Netrin-1-mediated axon outgrowth and cAMP production requires interaction with adenosine A2b receptor

The netrins, a family of laminin-related secreted proteins, are critical in controlling axon elongation and pathfinding(1-4). The DCC (for deleted in colorectal cancer) protein was proposed as a receptor for netrin-1 in the light of many observations including the inhibition of netrin-1-mediated axon outgrowth and attraction in the presence of an anti-DCC antiserum(5-7), the similitude of nervous system defects in DCC and netrin-1 knockout mice(4,8) and the results of receptor swapping experiments(9). Previous studies have failed to show a direct interaction of DCC with netrin-1 (ref. 10), suggesting the possibility of an additional receptor or coreceptor.
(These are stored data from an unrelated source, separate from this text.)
impl Request for MemoryRequest {
    fn context_path(&self) -> &str {
        &self.context_path
    }

    fn session(&self) -> Option<&dyn SessionStore> {
        self.session.as_ref().map(|s| s as &dyn SessionStore)
    }

    fn flash(&self) -> Option<&dyn FlashStore> {
        self.flash.as_ref().map(|f| f as &dyn FlashStore)
    }

    fn route(&self) -> Option<&Route> {
        self.route.as_ref()
    }

    fn header(&self, name: &str) -> Option<&str> {
        self.headers
            .iter()
            .find(|(key, _)| key.eq_ignore_ascii_case(name))
            .map(|(_, value)| value.as_str())
    }

    fn attributes(&self) -> BTreeMap<String, serde_json::Value> {
        self.attributes.clone()
    }

    fn finalize_headers(&mut self, result: &RenderResult) -> io::Result<Box<dyn Write + '_>> {
        self.response.status = Some(result.status());
        self.response.headers.extend(
            result
                .headers()
                .iter()
                .map(|(name, value)| (name.clone(), value.clone())),
        );
        if let Some(content_type) = result.content_type_header() {
            self.response
                .headers
                .insert("Content-Type".to_string(), content_type);
        }

        Ok(Box::new(BodySink {
            response: &mut self.response,
            fail: self.fail_writes,
        }))
    }
}

struct BodySink<'a> {
    response: &'a mut CapturedResponse,
    fail: bool,
}

impl Write for BodySink<'_> {
    fn write(&mut self, buf: &[u8]) -> io::Result<usize> {
        if self.fail {
            return Err(io::Error::new(io::ErrorKind::BrokenPipe, "connection closed"));
        }
        self.response.writes += 1;
        self.response.body.extend_from_slice(buf);
        Ok(buf.len())
    }

    fn flush(&mut self) -> io::Result<()> {
        Ok(())
    }
}

/// Collaborators built from the in-memory implementations.
#[must_use]
pub fn standalone_collaborators(languages: &[&str], default_language: &str) -> Collaborators {
    Collaborators {
        router: Arc::new(StaticRouter::new()),
        messages: Arc::new(MessageBundle::new()),
        locales: Arc::new(ConfiguredLocales::new(
            languages.iter().map(ToString::to_string).collect(),
            default_language,
        )),
        relative_time: Arc::new(EnglishRelativeTime),
        mode: RuntimeMode::Test,
    }
}

/// Shift `now` back by `secs`, for relative time formatting.
#[must_use]
pub fn seconds_ago(now: SystemTime, secs: u64) -> SystemTime {
    now.checked_sub(Duration::from_secs(secs)).unwrap_or(now)
}

#[cfg(test)]
mod tests {
    use super::*;

    #[test]
    fn test_static_router_placeholders_and_query() {
        let router = StaticRouter::new()
            .with_context_path("/ctx")
            .route("ninja.AssetsController", "serveStatic", "/assets/{fileName: .*}")
            .route("UserController", "show", "/users/{id}");

        assert_eq!(
            router
                .reverse_route(
                    "ninja.AssetsController",
                    "serveStatic",
                    &[("fileName".to_string(), "css/site.css".to_string())]
                )
                .as_deref(),
            Some("/ctx/assets/css/site.css")
        );
        assert_eq!(
            router
                .reverse_route(
                    "UserController",
                    "show",
                    &[
                        ("id".to_string(), "7".to_string()),
                        ("tab".to_string(), "posts".to_string())
                    ]
                )
                .as_deref(),
            Some("/ctx/users/7?tab=posts")
        );
        assert!(router.reverse_route("UserController", "show", &[]).is_none());
    }

    #[test]
    fn test_static_router_encodes_query_values() {
        let router = StaticRouter::new().route("SearchController", "find", "/search");

        assert_eq!(
            router
                .reverse_route(
                    "SearchController",
                    "find",
                    &[
                        ("q".to_string(), "fish & chips".to_string()),
                        ("next".to_string(), "/a?b=c".to_string())
                    ]
                )
                .as_deref(),
            Some("/search?q=fish+%26+chips&next=%2Fa%3Fb%3Dc")
        );
    }

    #[test]
    fn test_message_bundle_formats_and_falls_back_to_language() {
        let bundle = MessageBundle::from_yaml_str(
            "en:\n  greeting: \"Hello {0}!\"\n  saved: Saved\n",
        )
        .unwrap();
        assert_eq!(
            bundle.get("greeting", "en-US", &["Joe".to_string()]).as_deref(),
            Some("Hello Joe!")
        );
        assert_eq!(bundle.get("saved", "en", &[]).as_deref(), Some("Saved"));
        assert!(bundle.get("saved", "de", &[]).is_none());
    }

    #[test]
    fn test_configured_locales_match_accept_language() {
        let locales = ConfiguredLocales::new(vec!["en".to_string(), "de".to_string()], "en");
        let request = MemoryRequest::new("/").with_header("accept-language", "fr;q=1, de-AT;q=0.8");
        assert_eq!(locales.request_language(&request).as_deref(), Some("de"));

        let request = MemoryRequest::new("/").with_header("Accept-Language", "fr");
        assert!(locales.request_language(&request).is_none());
    }

    #[test]
    fn test_english_relative_time() {
        let now = SystemTime::now();
        let locale = Locale::parse("en");
        let formatter = EnglishRelativeTime;
        assert_eq!(formatter.format(now, now, &locale), "moments ago");
        assert_eq!(
            formatter.format(seconds_ago(now, 180), now, &locale),
            "3 minutes ago"
        );
        assert_eq!(
            formatter.format(seconds_ago(now, 3_600), now, &locale),
            "1 hour ago"
        );
        assert_eq!(
            formatter.format(now + Duration::from_secs(2 * 86_400), now, &locale),
            "2 days from now"
        );
    }

    #[test]
    fn test_memory_request_captures_response() {
        let mut request = MemoryRequest::new("/");
        let mut result = RenderResult::ok().html();
        result.set_header("Content-Length", "2");
        {
            let mut sink = request.finalize_headers(&result).unwrap();
            sink.write_all(b"hi").unwrap();
        }
        let response = request.response();
        assert_eq!(response.status, Some(200));
        assert_eq!(response.header("content-type"), Some("text/html; charset=utf-8"));
        assert_eq!(response.body_text(), "hi");
    }
}
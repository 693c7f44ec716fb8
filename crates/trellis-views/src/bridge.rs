//! The request context as seen from minijinja.
//!
//! Fields read as attributes (`N.context_path`, `N.flash.success`) and the
//! helpers are methods (`N.i18n("greeting", user)`, `N.assets_at("app.css")`).

use std::sync::Arc;
use std::time::{Duration, SystemTime};

use minijinja::value::{Enumerator, Kwargs, Object, Rest, from_args};
use minijinja::{Error, ErrorKind, State, Value};
use trellis_core::{EngineError, RequestContext};

const FIELDS: &[&str] = &[
    "context_path",
    "lang",
    "locale",
    "session",
    "flash",
    "attributes",
];

/// Wrapper exposing a shared [`RequestContext`] to views.
#[derive(Debug)]
pub struct ContextObject(Arc<RequestContext>);

impl ContextObject {
    /// Wrap `context` into a template value.
    #[must_use]
    pub fn value(context: Arc<RequestContext>) -> Value {
        Value::from_object(Self(context))
    }

    /// The wrapped context.
    #[must_use]
    pub const fn context(&self) -> &Arc<RequestContext> {
        &self.0
    }
}

fn invalid(err: EngineError) -> Error {
    Error::new(ErrorKind::InvalidOperation, err.to_string())
}

impl Object for ContextObject {
    fn get_value(self: &Arc<Self>, key: &Value) -> Option<Value> {
        let context = &self.0;
        let value = match key.as_str()? {
            "context_path" | "contextPath" => Value::from(context.context_path()),
            "lang" => Value::from(context.lang()),
            "locale" => Value::from(context.locale().to_string()),
            "session" => Value::from_serialize(context.session()),
            "flash" => Value::from_serialize(context.flash()),
            "attributes" => Value::from_serialize(context.attributes()),
            _ => return None,
        };
        Some(value)
    }

    fn enumerate(self: &Arc<Self>) -> Enumerator {
        Enumerator::Str(FIELDS)
    }

    fn call_method(
        self: &Arc<Self>,
        _state: &State<'_, '_>,
        method: &str,
        args: &[Value],
    ) -> Result<Value, Error> {
        let context = &self.0;
        match method {
            "reverse_route" | "reverseRoute" => {
                let (handler, name, params): (&str, &str, Kwargs) = from_args(args)?;
                let params = params
                    .args()
                    .map(|key| {
                        let value: Value = params.get(key)?;
                        Ok((key.to_string(), value.to_string()))
                    })
                    .collect::<Result<Vec<_>, Error>>()?;
                context
                    .reverse_route(handler, name, &params)
                    .map(Value::from)
                    .map_err(invalid)
            }
            "assets_at" | "assetsAt" => {
                let (file,): (&str,) = from_args(args)?;
                context.assets_at(file).map(Value::from).map_err(invalid)
            }
            "web_jars_at" | "webJarsAt" => {
                let (file,): (&str,) = from_args(args)?;
                context.web_jars_at(file).map(Value::from).map_err(invalid)
            }
            "i18n" => {
                let (key, rest): (&str, Rest<Value>) = from_args(args)?;
                let rest: Vec<String> = rest.iter().map(ToString::to_string).collect();
                Ok(Value::from(context.i18n(key, &rest)))
            }
            "pretty_time" | "prettyTime" => {
                let (secs,): (u64,) = from_args(args)?;
                let instant = SystemTime::UNIX_EPOCH + Duration::from_secs(secs);
                Ok(Value::from(context.pretty_time(instant)))
            }
            "authenticity_token" | "authenticityToken" => {
                Ok(context.authenticity_token().map_or(Value::from(()), Value::from))
            }
            "authenticity_form" | "authenticityForm" => {
                Ok(Value::from_safe_string(context.authenticity_form()))
            }
            "is_prod" | "isProd" => Ok(Value::from(context.is_prod())),
            "is_test" | "isTest" => Ok(Value::from(context.is_test())),
            "is_dev" | "isDev" => Ok(Value::from(context.is_dev())),
            _ => Err(Error::new(
                ErrorKind::UnknownMethod,
                format!("N has no method named {method}"),
            )),
        }
    }
}

#[cfg(test)]
mod tests {
    use super::*;
    use minijinja::{Environment, context};
    use trellis_core::ContextFactory;
    use trellis_core::standalone::{
        MemoryFlash, MemoryRequest, MemorySession, MessageBundle, StaticRouter,
        standalone_collaborators,
    };

    fn render(source: &str) -> Result<String, Error> {
        let mut collaborators = standalone_collaborators(&["en"], "en");
        collaborators.messages =
            Arc::new(MessageBundle::new().with("en", "hello", "Hello {0}!"));
        collaborators.router = Arc::new(
            StaticRouter::new()
                .route("UserController", "show", "/users/{id}")
                .route("ninja.AssetsController", "serveStatic", "/assets/{fileName}"),
        );
        let request = MemoryRequest::new("/")
            .with_context_path("/ctx")
            .with_session(
                MemorySession::default()
                    .with("user", "joe")
                    .with_authenticity_token("tok"),
            )
            .with_flash(MemoryFlash::default().with("success", "done"));
        let context = Arc::new(ContextFactory::new(collaborators).create(&request));

        let mut env = Environment::new();
        env.add_template("t", source)?;
        env.get_template("t")?
            .render(context! { N => ContextObject::value(context) })
    }

    #[test]
    fn test_fields() {
        assert_eq!(
            render("{{ N.context_path }}|{{ N.lang }}|{{ N.session.user }}|{{ N.flash.success }}")
                .unwrap(),
            "/ctx|en|joe|done"
        );
    }

    #[test]
    fn test_helpers() {
        assert_eq!(render("{{ N.i18n('hello', 'Joe') }}").unwrap(), "Hello Joe!");
        assert_eq!(render("{{ N.i18n('nope') }}").unwrap(), "nope");
        assert_eq!(
            render("{{ N.reverse_route('UserController', 'show', id=7) }}").unwrap(),
            "/users/7"
        );
        assert_eq!(render("{{ N.assets_at('a.css') }}").unwrap(), "/assets/a.css");
        assert_eq!(render("{{ N.authenticity_token() }}").unwrap(), "tok");
    }

    #[test]
    fn test_mode_flags_drive_conditionals() {
        assert_eq!(
            render("{% if N.is_test() %}test{% endif %}{% if N.isProd() %}prod{% endif %}")
                .unwrap(),
            "test"
        );
        assert_eq!(
            render("{% if N.is_dev() %}dev{% else %}not dev{% endif %}").unwrap(),
            "not dev"
        );
    }

    #[test]
    fn test_unknown_route_is_a_render_error() {
        let err = render("{{ N.reverse_route('Nope', 'index') }}").unwrap_err();
        assert!(err.to_string().contains("Unable to find route for Nope.index"));
    }
}
//! Built-in error page rendered when the application supplies no override.

use trellis_core::result::Message;
use trellis_core::template::{ContextSlot, Output, TemplateDescriptor, TemplateInstance};
use trellis_core::Result;

const BACK_KEY: &str = "error.back";
const BACK_TEXT: &str = "Back to home";

/// Native template used for every error page by default.
#[derive(Debug)]
pub struct CommonError {
    title: String,
    message: Message,
    slot: ContextSlot,
}

impl CommonError {
    /// Create the page with a title and the message to show.
    #[must_use]
    pub fn new(title: impl Into<String>, message: Message) -> Self {
        Self {
            title: title.into(),
            message,
            slot: ContextSlot::new(),
        }
    }
}

impl TemplateInstance for CommonError {
    fn descriptor(&self) -> TemplateDescriptor {
        TemplateDescriptor::html("views/system", "common_error")
    }

    fn slot(&self) -> &ContextSlot {
        &self.slot
    }

    fn slot_mut(&mut self) -> &mut ContextSlot {
        &mut self.slot
    }

    fn render_body(&self, out: &mut Output) -> Result<()> {
        let context = self.context()?;

        out.write_raw("<!DOCTYPE html>\n<html lang=\"");
        out.write_value(context.lang());
        out.write_raw("\">\n<head>\n<meta charset=\"utf-8\">\n<title>");
        out.write_value(&self.title);
        out.write_raw("</title>\n</head>\n<body>\n<h1>");
        out.write_value(&self.title);
        out.write_raw("</h1>\n<p>");
        out.write_value(&self.message.text);
        out.write_raw("</p>\n<a href=\"");
        out.write_value(context.context_path());
        out.write_raw("/\">");
        out.write_value(
            context
                .message(BACK_KEY, &[])
                .unwrap_or_else(|| BACK_TEXT.to_string()),
        );
        out.write_raw("</a>\n</body>\n</html>\n");
        Ok(())
    }
}

#[cfg(test)]
mod tests {
    use std::sync::Arc;

    use super::*;
    use trellis_core::ContextFactory;
    use trellis_core::standalone::{MemoryRequest, MessageBundle, standalone_collaborators};

    #[test]
    fn test_links_back_to_context_path() {
        let factory = ContextFactory::new(standalone_collaborators(&["en"], "en"));
        let context = factory.create(&MemoryRequest::new("/").with_context_path("/context"));

        let mut page = CommonError::new("Not Found", Message::new("<nothing> here"));
        page.attach(Arc::new(context)).unwrap();
        let html = page.render().unwrap().to_string();

        assert!(html.contains("href=\"/context/\""));
        assert!(html.contains("<title>Not Found</title>"));
        assert!(html.contains("&lt;nothing&gt; here"));
    }

    #[test]
    fn test_back_link_text_without_messages() {
        let factory = ContextFactory::new(standalone_collaborators(&["en"], "en"));
        let context = factory.create(&MemoryRequest::new("/").with_context_path("/context"));

        let mut page = CommonError::new("Not Found", Message::new("gone"));
        page.attach(Arc::new(context)).unwrap();
        let html = page.render().unwrap().to_string();

        assert!(html.contains("<a href=\"/context/\">Back to home</a>"));
    }

    #[test]
    fn test_back_link_text_is_translated() {
        let mut collaborators = standalone_collaborators(&["de"], "de");
        collaborators.messages =
            Arc::new(MessageBundle::new().with("de", "error.back", "Zur Startseite"));
        let context = ContextFactory::new(collaborators).create(&MemoryRequest::new("/"));

        let mut page = CommonError::new("Not Found", Message::new("gone"));
        page.attach(Arc::new(context)).unwrap();
        let html = page.render().unwrap().to_string();

        assert!(html.contains("<a href=\"/\">Zur Startseite</a>"));
    }
}
//! Render dispatching.
//!
//! [`RenderDispatcher::invoke`] turns a handler's [`RenderResult`] into
//! response bytes:
//!
//! 1. classify the renderable and resolve it to a template instance
//! 2. build the request context once and attach it to that root
//! 3. render into a buffer
//! 4. set the content type and length, finalize headers, write the buffer
//!
//! Whatever fails on the way is normalized into a [`RenderingFailure`].

use std::io::Write;
use std::sync::Arc;

use tracing::{debug, info, instrument};
use trellis_core::result::{APPLICATION_OCTET_STREAM, TEXT_HTML};
use trellis_core::{
    AdapterConfig, Collaborators, ContentType, ContextFactory, EngineError, RenderResult,
    Renderable, RenderingFailure, Request, Result, TemplateInstance,
};

use crate::engine::ViewEngine;
use crate::error_pages::{ErrorPage, ErrorPages, ErrorPagesBuilder, ErrorSource};
use crate::naming::{ControllerConvention, TemplateNameResolver, strip_leading_separator};
use crate::registry::ViewRegistry;

/// Content type of rendered views.
pub const CONTENT_TYPE: &str = TEXT_HTML;

/// Default file suffix of views.
pub const FILE_SUFFIX: &str = ".trellis.html";

/// Entry point the framework calls to render a result.
#[derive(Debug)]
pub struct RenderDispatcher {
    factory: ContextFactory,
    engine: Arc<ViewEngine>,
    error_pages: Arc<ErrorPages>,
    name_resolver: Arc<dyn TemplateNameResolver>,
    reload: bool,
}

impl RenderDispatcher {
    /// Create a dispatcher.
    ///
    /// Seeds the error page table, probes `registry` and `engine` for
    /// overrides and freezes it. The reload flag is fixed here as well.
    #[instrument(skip_all)]
    pub fn new(
        config: &AdapterConfig,
        collaborators: Collaborators,
        engine: Arc<ViewEngine>,
        registry: &ViewRegistry,
    ) -> Self {
        let error_pages = ErrorPagesBuilder::with_defaults()
            .discover(registry, &engine, &config.views.namespace)
            .build();
        let reload = config.reload_enabled();
        info!(
            reload,
            views = engine.names().len(),
            "Render dispatcher ready"
        );

        Self {
            factory: ContextFactory::new(collaborators),
            engine,
            error_pages,
            name_resolver: Arc::new(ControllerConvention::new(config.views.namespace.clone())),
            reload,
        }
    }

    /// Use a different template name resolver.
    #[must_use]
    pub fn with_name_resolver(mut self, resolver: impl TemplateNameResolver + 'static) -> Self {
        self.name_resolver = Arc::new(resolver);
        self
    }

    /// Content type of rendered views.
    #[must_use]
    pub const fn content_type(&self) -> &'static str {
        CONTENT_TYPE
    }

    /// File suffix of views.
    #[must_use]
    pub fn suffix_of_templates(&self) -> &str {
        self.engine.suffix()
    }

    /// Whether views are recompiled before each render.
    #[must_use]
    pub const fn reload_enabled(&self) -> bool {
        self.reload
    }

    /// Frozen error page table.
    #[must_use]
    pub const fn error_pages(&self) -> &Arc<ErrorPages> {
        &self.error_pages
    }

    /// Render `result` and write it to `request`'s response.
    ///
    /// # Errors
    ///
    /// Returns a located failure if the renderable is unsupported, the
    /// template fails to parse, compile or render, or the response cannot be
    /// written. Nothing is written unless rendering succeeded.
    #[instrument(skip_all, fields(status = result.status()))]
    pub fn invoke(
        &self,
        request: &mut dyn Request,
        result: &mut RenderResult,
    ) -> std::result::Result<(), RenderingFailure> {
        self.dispatch(request, result).map_err(|err| {
            let failure = RenderingFailure::from(err)
                .with_template(result.template().map(ToString::to_string));
            debug!(kind = ?failure.kind(), "Render failed: {}", failure);
            failure
        })
    }

    fn dispatch(&self, request: &mut dyn Request, result: &mut RenderResult) -> Result<()> {
        let mut root = self.resolve(&*request, result)?;

        let context = Arc::new(self.factory.create(&*request));
        root.attach(context)?;

        let out = root.render()?;
        debug!(
            template = %root.descriptor().name,
            bytes = out.len(),
            "Rendered template"
        );

        if result.content_type().is_none() {
            result.set_content_type(match out.content_type() {
                ContentType::Html => TEXT_HTML,
                ContentType::Raw => APPLICATION_OCTET_STREAM,
            });
        }
        result.set_header("Content-Length", out.len().to_string());

        let mut sink = request
            .finalize_headers(result)
            .map_err(EngineError::Transport)?;
        sink.write_all(out.as_bytes())
            .map_err(EngineError::Transport)?;
        sink.flush().map_err(EngineError::Transport)
    }

    fn resolve(
        &self,
        request: &dyn Request,
        result: &mut RenderResult,
    ) -> Result<Box<dyn TemplateInstance>> {
        match result.take_renderable() {
            Some(Renderable::Model(model)) => Ok(model),
            Some(Renderable::Mapping(values)) => self.bind_mapping(request, result, values),
            None => self.bind_mapping(request, result, serde_json::Map::new()),
            Some(Renderable::Message(message)) => {
                match result.template().and_then(ErrorPage::from_id) {
                    Some(page) => {
                        if let (true, ErrorSource::View(name)) =
                            (self.reload, self.error_pages.source(page))
                        {
                            self.engine.refresh(name)?;
                        }
                        self.error_pages.instantiate(page, &message, &self.engine)
                    }
                    None => Err(EngineError::contract(format!(
                        "Unsupported renderable of type Message for template '{}'",
                        result.template().unwrap_or_default()
                    ))),
                }
            }
            Some(other) => Err(EngineError::contract(format!(
                "Unsupported renderable of type {}",
                other.type_name()
            ))),
        }
    }

    fn bind_mapping(
        &self,
        request: &dyn Request,
        result: &mut RenderResult,
        values: serde_json::Map<String, serde_json::Value>,
    ) -> Result<Box<dyn TemplateInstance>> {
        let name = match result.template() {
            Some(name) => name.to_string(),
            None => self
                .name_resolver
                .resolve(request.route(), result, self.engine.suffix())
                .ok_or_else(|| {
                    EngineError::contract("Unable to resolve a template name without a route")
                })?,
        };
        let name = strip_leading_separator(&name).to_string();
        result.set_template(name.as_str());

        if self.reload {
            self.engine.refresh(&name)?;
        }

        Ok(Box::new(self.engine.bind(&name, values)?))
    }
}
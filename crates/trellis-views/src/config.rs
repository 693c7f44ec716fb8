//! Per-view configuration read from YAML front matter.

use serde::{Deserialize, Serialize};
use trellis_core::ContentType;

/// View configuration extracted from front matter.
#[derive(Debug, Clone, PartialEq, Eq, Serialize, Deserialize)]
#[serde(rename_all = "camelCase")]
pub struct ViewConfig {
    /// Content category the view produces.
    #[serde(default)]
    pub content_type: ContentType,

    /// Output charset.
    #[serde(default = "default_charset")]
    pub charset: String,
}

fn default_charset() -> String {
    "UTF-8".to_string()
}

impl Default for ViewConfig {
    fn default() -> Self {
        Self {
            content_type: ContentType::Html,
            charset: default_charset(),
        }
    }
}

/// View source split into its configuration and template body.
#[derive(Debug, Clone, PartialEq, Eq)]
pub struct ParsedView {
    /// Configuration from front matter.
    pub config: ViewConfig,

    /// Template body.
    pub body: String,

    /// Number of source lines preceding the body.
    pub line_offset: usize,
}

impl ParsedView {
    /// Parse a view with optional front matter.
    ///
    /// Front matter is delimited by `---` lines at the very start.
    ///
    /// # Errors
    ///
    /// Returns an error if the front matter is not valid YAML.
    pub fn parse(source: &str) -> Result<Self, serde_yaml::Error> {
        let lines: Vec<&str> = source.lines().collect();

        if lines.first().is_none_or(|l| l.trim() != "---") {
            return Ok(Self::plain(source));
        }

        let Some(end_idx) = lines
            .iter()
            .skip(1)
            .position(|l| l.trim() == "---")
            .map(|i| i + 1)
        else {
            return Ok(Self::plain(source));
        };

        let front_matter = lines[1..end_idx].join("\n");
        let config = if front_matter.trim().is_empty() {
            ViewConfig::default()
        } else {
            serde_yaml::from_str(&front_matter)?
        };

        Ok(Self {
            config,
            body: lines[end_idx + 1..].join("\n"),
            line_offset: end_idx + 1,
        })
    }

    fn plain(source: &str) -> Self {
        Self {
            config: ViewConfig::default(),
            body: source.to_string(),
            line_offset: 0,
        }
    }
}

#[cfg(test)]
mod tests {
    use super::*;

    #[test]
    fn test_parse_without_front_matter() {
        let view = ParsedView::parse("{{ N.context_path }}").unwrap();
        assert_eq!(view.config, ViewConfig::default());
        assert_eq!(view.body, "{{ N.context_path }}");
        assert_eq!(view.line_offset, 0);
    }

    #[test]
    fn test_parse_raw_front_matter() {
        let view = ParsedView::parse("---\ncontentType: raw\n---\nid,name\n1,{{ name }}").unwrap();
        assert_eq!(view.config.content_type, ContentType::Raw);
        assert_eq!(view.config.charset, "UTF-8");
        assert_eq!(view.body, "id,name\n1,{{ name }}");
        assert_eq!(view.line_offset, 3);
    }

    #[test]
    fn test_empty_front_matter_uses_defaults() {
        let view = ParsedView::parse("---\n---\nHello").unwrap();
        assert_eq!(view.config.content_type, ContentType::Html);
        assert_eq!(view.body, "Hello");
    }

    #[test]
    fn test_invalid_front_matter() {
        assert!(ParsedView::parse("---\ncontentType: [\n---\nbody").is_err());
    }
}
//! Trellis Views - minijinja views and render dispatching.
//!
//! This crate plugs minijinja into the Trellis render pipeline. Views are
//! loaded from a directory, see the request context as `N` and are rendered
//! by the [`RenderDispatcher`] together with native templates and the
//! framework's error pages.

#![warn(rust_2024_compatibility, missing_docs, missing_debug_implementations)]

pub mod bridge;
pub mod common_error;
pub mod config;
pub mod dispatcher;
pub mod engine;
pub mod error;
pub mod error_pages;
pub mod naming;
pub mod registry;
pub mod view;

pub use bridge::ContextObject;
pub use common_error::CommonError;
pub use config::{ParsedView, ViewConfig};
pub use dispatcher::{CONTENT_TYPE, FILE_SUFFIX, RenderDispatcher};
pub use engine::ViewEngine;
pub use error::{Result, ViewError};
pub use error_pages::{ErrorPage, ErrorPages, ErrorPagesBuilder, ErrorSource};
pub use naming::{ControllerConvention, TemplateNameResolver};
pub use registry::{ViewFactory, ViewRegistry};
pub use view::JinjaView;

/// Re-export common types for convenience.
pub mod prelude {
    pub use crate::{ErrorPage, RenderDispatcher, ViewEngine, ViewError, ViewRegistry};
}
Here we show that DCC interacts with the membrane-associated adenosine A2b receptor, a G-protein-coupled receptor that induces cAMP accumulation on binding adenosine(11). We show that A2b is actually a netrin-1 receptor and induces cAMP accumulation on binding netrin-1. Finally, we show that netrin-1-dependent outgrowth of dorsal spinal cord axons directly involves A2b. Together our results indicate that the growth-promoting function of netrin-1 may require a receptor complex containing DCC and A2b.